I say I am fat. He says “No, you are beautiful.” I wonder why I cannot be both.
Goodbyes like this are weird because you can’t say goodbye.
You ever wonder if you were meant to die in order for someone to learn something? That your whole purpose in life is to die?
I feel like that. Maybe I wasn’t meant to give out this much love. The universe accidentally did something wrong with me. I wasn’t supposed to get this much. But now I’ve gotta let go.
I was so happy not even that long ago.
Damn. I’ve been scrolling thru this journal and it’s so so so surreal to say in the least. It makes me sad, in a lot of ways.
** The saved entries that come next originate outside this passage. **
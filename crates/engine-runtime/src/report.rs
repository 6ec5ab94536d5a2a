use chrono::Utc;
use engine_core::error::SyncError;
use model::params::SyncParameters;
use model::report::{RunResult, RunStatus, TableSyncResult};
use std::path::{Path, PathBuf};
use tokio::sync::Mutex;
use tracing::error;

/// Owns the run result for the lifetime of a run. All updates from
/// parallel table workers are serialized behind one mutex, and the
/// result file is rewritten in full after each update so a crash
/// leaves the last completed table visible.
pub struct RunResultStore {
    run_id: String,
    path: PathBuf,
    inner: Mutex<RunResult>,
}

impl RunResultStore {
    pub fn create(parameters: SyncParameters) -> Result<Self, SyncError> {
        let output_dir = parameters.output_dir.clone();
        std::fs::create_dir_all(&output_dir)?;

        let result = RunResult::new(parameters);
        let file_name = format!(
            "sync-result-{}.json",
            Utc::now().format("%Y%m%d_%H%M%S")
        );
        let path = output_dir.join(file_name);

        persist(&path, &result)?;
        Ok(Self {
            run_id: result.run_id.clone(),
            path,
            inner: Mutex::new(result),
        })
    }

    pub fn run_id(&self) -> &str {
        &self.run_id
    }

    pub fn path(&self) -> &Path {
        &self.path
    }

    /// Inserts or overwrites one table's result and writes the file
    /// through. Persistence failures are logged, not propagated; the
    /// in-memory result stays authoritative for the final summary.
    pub async fn update_table(&self, table: TableSyncResult) {
        let mut result = self.inner.lock().await;
        result.upsert_table(table);
        if let Err(err) = persist(&self.path, &result) {
            error!("failed to persist run result to {}: {err}", self.path.display());
        }
    }

    pub async fn add_warning(&self, warning: String) {
        let mut result = self.inner.lock().await;
        result.warnings.push(warning);
        if let Err(err) = persist(&self.path, &result) {
            error!("failed to persist run result to {}: {err}", self.path.display());
        }
    }

    pub async fn finalize(&self, status: RunStatus) -> Result<(), SyncError> {
        let mut result = self.inner.lock().await;
        result.finalize(status);
        persist(&self.path, &result)
    }

    pub async fn snapshot(&self) -> RunResult {
        self.inner.lock().await.clone()
    }
}

fn persist(path: &Path, result: &RunResult) -> Result<(), SyncError> {
    let json = serde_json::to_string_pretty(result)
        .map_err(|err| SyncError::Unexpected(format!("run result serialization: {err}")))?;
    std::fs::write(path, json)?;
    Ok(())
}

#[cfg(test)]
mod tests {
    use super::*;
    use model::report::TableStatus;

    fn store_in(dir: &Path) -> RunResultStore {
        let params = SyncParameters {
            output_dir: dir.to_path_buf(),
            ..Default::default()
        };
        RunResultStore::create(params).unwrap()
    }

    #[tokio::test]
    async fn creates_file_and_writes_through_on_update() {
        let dir = tempfile::tempdir().unwrap();
        let store = store_in(dir.path());
        assert!(store.path().exists());

        let mut table = TableSyncResult::new("dbo.Users");
        table.mark_running();
        table.inserted = 2;
        table.complete();
        store.update_table(table).await;

        let raw = std::fs::read_to_string(store.path()).unwrap();
        let json: serde_json::Value = serde_json::from_str(&raw).unwrap();
        assert_eq!(json["Status"], "Running");
        assert_eq!(json["Tables"][0]["TableName"], "dbo.Users");
        assert_eq!(json["Tables"][0]["Inserted"], 2);
    }

    #[tokio::test]
    async fn updates_overwrite_by_table_name() {
        let dir = tempfile::tempdir().unwrap();
        let store = store_in(dir.path());

        let mut first = TableSyncResult::new("dbo.Users");
        first.mark_running();
        store.update_table(first).await;

        let mut second = TableSyncResult::new("DBO.users");
        second.complete();
        store.update_table(second).await;

        let snapshot = store.snapshot().await;
        assert_eq!(snapshot.tables.len(), 1);
        assert_eq!(snapshot.tables[0].status, TableStatus::Completed);
    }

    #[tokio::test]
    async fn finalize_stamps_status_and_end_time() {
        let dir = tempfile::tempdir().unwrap();
        let store = store_in(dir.path());

        store.add_warning("could not re-enable a constraint".into()).await;
        store.finalize(RunStatus::Completed).await.unwrap();

        let raw = std::fs::read_to_string(store.path()).unwrap();
        let json: serde_json::Value = serde_json::from_str(&raw).unwrap();
        assert_eq!(json["Status"], "Completed");
        assert!(json.get("EndTime").is_some());
        assert_eq!(json["Warnings"][0], "could not re-enable a constraint");
    }
}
It’s really really sad to see how much I was hurting as a kid. I don’t know if anyone even remembers me or this but I guess I just wanted to say hi, if anyone does. My name is Saint. I came out as a transgender man in 2021 and have been through hell and back since. And I wouldn’t change a thing. My life now is so strong and beautiful and powerful. I’m so comfortable in my skin and I live in my own little apartment with two beautiful little kitties. I’m surrounded by friends who love me exactly as I am. And even better: I love me exactly as I am. It’s kind of cathartic to see all this. Man, I’ve grown up so much. I hope you all are healing too! Peace and love y’all!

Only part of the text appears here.